What you will do:
From the entries, copy every line that carries the string "DeviceQualifier".

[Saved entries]
************

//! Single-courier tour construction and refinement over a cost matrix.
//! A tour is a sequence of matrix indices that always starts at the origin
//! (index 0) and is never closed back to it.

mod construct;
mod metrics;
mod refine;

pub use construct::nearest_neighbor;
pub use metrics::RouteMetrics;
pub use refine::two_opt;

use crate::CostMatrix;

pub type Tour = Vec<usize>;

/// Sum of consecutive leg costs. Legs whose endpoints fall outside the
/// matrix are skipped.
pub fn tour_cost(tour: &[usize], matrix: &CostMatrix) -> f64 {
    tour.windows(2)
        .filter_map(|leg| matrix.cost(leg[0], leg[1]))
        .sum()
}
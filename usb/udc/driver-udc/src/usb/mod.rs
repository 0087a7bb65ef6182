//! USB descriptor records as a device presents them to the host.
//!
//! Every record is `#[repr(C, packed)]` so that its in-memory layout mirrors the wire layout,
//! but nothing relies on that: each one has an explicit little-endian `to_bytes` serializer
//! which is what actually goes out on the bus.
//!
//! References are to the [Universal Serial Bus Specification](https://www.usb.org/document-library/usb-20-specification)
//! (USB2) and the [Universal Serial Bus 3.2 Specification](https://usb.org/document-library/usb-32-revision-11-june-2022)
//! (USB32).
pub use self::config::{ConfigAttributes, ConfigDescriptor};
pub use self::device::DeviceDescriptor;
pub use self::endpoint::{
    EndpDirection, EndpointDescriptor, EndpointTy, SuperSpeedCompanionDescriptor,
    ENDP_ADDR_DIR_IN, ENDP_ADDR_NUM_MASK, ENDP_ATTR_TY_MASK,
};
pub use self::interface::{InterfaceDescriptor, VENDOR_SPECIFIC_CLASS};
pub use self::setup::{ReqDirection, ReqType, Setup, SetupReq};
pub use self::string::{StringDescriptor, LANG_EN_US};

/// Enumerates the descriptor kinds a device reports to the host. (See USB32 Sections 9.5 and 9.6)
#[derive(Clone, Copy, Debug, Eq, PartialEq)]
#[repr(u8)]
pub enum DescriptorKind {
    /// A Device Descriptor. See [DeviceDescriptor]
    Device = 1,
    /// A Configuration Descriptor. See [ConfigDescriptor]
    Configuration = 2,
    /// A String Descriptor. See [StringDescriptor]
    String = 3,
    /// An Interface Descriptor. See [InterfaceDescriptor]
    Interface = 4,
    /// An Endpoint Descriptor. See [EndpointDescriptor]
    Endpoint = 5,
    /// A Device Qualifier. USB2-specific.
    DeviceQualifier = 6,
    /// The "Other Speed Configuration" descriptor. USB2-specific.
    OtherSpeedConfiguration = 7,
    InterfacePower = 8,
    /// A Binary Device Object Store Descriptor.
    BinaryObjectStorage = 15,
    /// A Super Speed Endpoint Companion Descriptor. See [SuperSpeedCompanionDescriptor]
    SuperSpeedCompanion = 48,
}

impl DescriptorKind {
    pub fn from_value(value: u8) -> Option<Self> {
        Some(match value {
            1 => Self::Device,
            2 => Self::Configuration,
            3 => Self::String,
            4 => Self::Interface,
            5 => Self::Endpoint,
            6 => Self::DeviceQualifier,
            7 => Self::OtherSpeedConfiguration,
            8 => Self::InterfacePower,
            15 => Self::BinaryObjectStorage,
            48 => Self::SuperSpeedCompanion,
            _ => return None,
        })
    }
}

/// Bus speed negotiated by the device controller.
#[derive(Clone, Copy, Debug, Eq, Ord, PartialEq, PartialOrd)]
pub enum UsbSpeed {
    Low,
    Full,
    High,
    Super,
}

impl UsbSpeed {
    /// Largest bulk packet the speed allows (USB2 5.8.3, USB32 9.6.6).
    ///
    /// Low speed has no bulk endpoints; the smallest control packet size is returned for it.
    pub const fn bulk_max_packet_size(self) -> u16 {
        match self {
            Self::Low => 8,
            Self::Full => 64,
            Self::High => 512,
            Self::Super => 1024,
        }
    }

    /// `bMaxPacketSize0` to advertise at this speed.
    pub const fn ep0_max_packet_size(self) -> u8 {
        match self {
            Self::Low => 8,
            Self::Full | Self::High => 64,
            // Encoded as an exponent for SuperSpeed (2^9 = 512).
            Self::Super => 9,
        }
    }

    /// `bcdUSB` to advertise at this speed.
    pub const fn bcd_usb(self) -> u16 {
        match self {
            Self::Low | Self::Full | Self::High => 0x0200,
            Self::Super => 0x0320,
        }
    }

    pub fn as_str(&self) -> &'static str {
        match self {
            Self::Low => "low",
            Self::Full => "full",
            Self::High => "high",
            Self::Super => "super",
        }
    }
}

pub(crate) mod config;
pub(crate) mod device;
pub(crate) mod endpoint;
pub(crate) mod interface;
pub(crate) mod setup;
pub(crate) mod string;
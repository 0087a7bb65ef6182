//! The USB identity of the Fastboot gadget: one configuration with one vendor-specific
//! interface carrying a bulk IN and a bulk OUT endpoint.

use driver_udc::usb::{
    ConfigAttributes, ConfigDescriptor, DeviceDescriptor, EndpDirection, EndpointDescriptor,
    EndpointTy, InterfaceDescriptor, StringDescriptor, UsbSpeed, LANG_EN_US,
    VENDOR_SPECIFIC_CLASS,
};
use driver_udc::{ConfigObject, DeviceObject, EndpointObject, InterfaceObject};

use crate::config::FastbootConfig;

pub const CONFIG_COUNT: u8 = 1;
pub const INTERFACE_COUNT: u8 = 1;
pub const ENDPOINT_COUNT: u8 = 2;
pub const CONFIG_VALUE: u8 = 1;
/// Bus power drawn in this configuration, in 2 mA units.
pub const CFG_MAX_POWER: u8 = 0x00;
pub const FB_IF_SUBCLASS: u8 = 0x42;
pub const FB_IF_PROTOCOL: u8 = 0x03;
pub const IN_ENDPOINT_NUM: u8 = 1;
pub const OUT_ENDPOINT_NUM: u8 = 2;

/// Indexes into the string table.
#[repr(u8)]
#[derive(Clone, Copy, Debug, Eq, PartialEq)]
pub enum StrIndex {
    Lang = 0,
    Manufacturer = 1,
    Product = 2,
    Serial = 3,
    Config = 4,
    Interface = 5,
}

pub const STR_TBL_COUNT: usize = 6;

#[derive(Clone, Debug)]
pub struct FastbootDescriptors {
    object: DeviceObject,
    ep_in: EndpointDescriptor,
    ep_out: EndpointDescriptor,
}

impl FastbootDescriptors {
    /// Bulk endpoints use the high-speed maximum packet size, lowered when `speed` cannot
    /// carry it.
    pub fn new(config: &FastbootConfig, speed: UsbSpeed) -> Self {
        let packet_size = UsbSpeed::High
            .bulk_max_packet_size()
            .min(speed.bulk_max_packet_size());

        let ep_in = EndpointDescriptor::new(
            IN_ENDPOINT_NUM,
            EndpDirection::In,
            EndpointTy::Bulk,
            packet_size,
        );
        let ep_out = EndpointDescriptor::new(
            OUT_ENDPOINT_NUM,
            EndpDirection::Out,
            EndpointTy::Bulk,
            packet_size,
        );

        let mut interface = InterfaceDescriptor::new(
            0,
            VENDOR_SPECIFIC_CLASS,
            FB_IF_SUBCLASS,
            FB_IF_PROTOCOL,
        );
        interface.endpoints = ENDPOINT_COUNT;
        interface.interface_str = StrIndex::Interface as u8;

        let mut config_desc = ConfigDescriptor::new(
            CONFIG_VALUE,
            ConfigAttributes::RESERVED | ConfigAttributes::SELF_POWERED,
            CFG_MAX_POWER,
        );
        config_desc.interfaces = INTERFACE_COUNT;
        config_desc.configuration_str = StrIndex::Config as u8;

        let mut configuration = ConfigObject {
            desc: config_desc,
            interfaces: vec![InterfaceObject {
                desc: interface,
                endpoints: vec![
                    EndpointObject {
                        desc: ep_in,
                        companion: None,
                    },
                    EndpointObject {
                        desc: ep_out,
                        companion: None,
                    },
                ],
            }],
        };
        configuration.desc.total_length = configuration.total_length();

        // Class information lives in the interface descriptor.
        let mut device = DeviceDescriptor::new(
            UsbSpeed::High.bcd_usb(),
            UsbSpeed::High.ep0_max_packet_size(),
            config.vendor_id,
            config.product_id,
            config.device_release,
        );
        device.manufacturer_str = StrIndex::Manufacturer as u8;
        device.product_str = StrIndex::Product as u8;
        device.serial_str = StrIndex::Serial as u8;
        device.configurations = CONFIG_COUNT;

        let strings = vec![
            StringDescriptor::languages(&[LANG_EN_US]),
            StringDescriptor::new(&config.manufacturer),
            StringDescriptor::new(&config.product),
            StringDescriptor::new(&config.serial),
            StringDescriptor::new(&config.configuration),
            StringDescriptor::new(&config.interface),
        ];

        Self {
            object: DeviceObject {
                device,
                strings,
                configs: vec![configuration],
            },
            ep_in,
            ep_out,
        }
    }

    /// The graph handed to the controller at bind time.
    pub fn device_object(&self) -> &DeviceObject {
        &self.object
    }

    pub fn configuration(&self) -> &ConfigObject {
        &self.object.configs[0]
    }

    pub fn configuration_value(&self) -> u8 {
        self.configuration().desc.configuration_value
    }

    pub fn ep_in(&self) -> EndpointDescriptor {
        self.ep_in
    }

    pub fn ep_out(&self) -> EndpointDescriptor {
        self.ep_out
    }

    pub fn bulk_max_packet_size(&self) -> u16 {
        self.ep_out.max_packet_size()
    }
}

************

Answer to the problem:
    DeviceQualifier = 6,
            6 => Self::DeviceQualifier,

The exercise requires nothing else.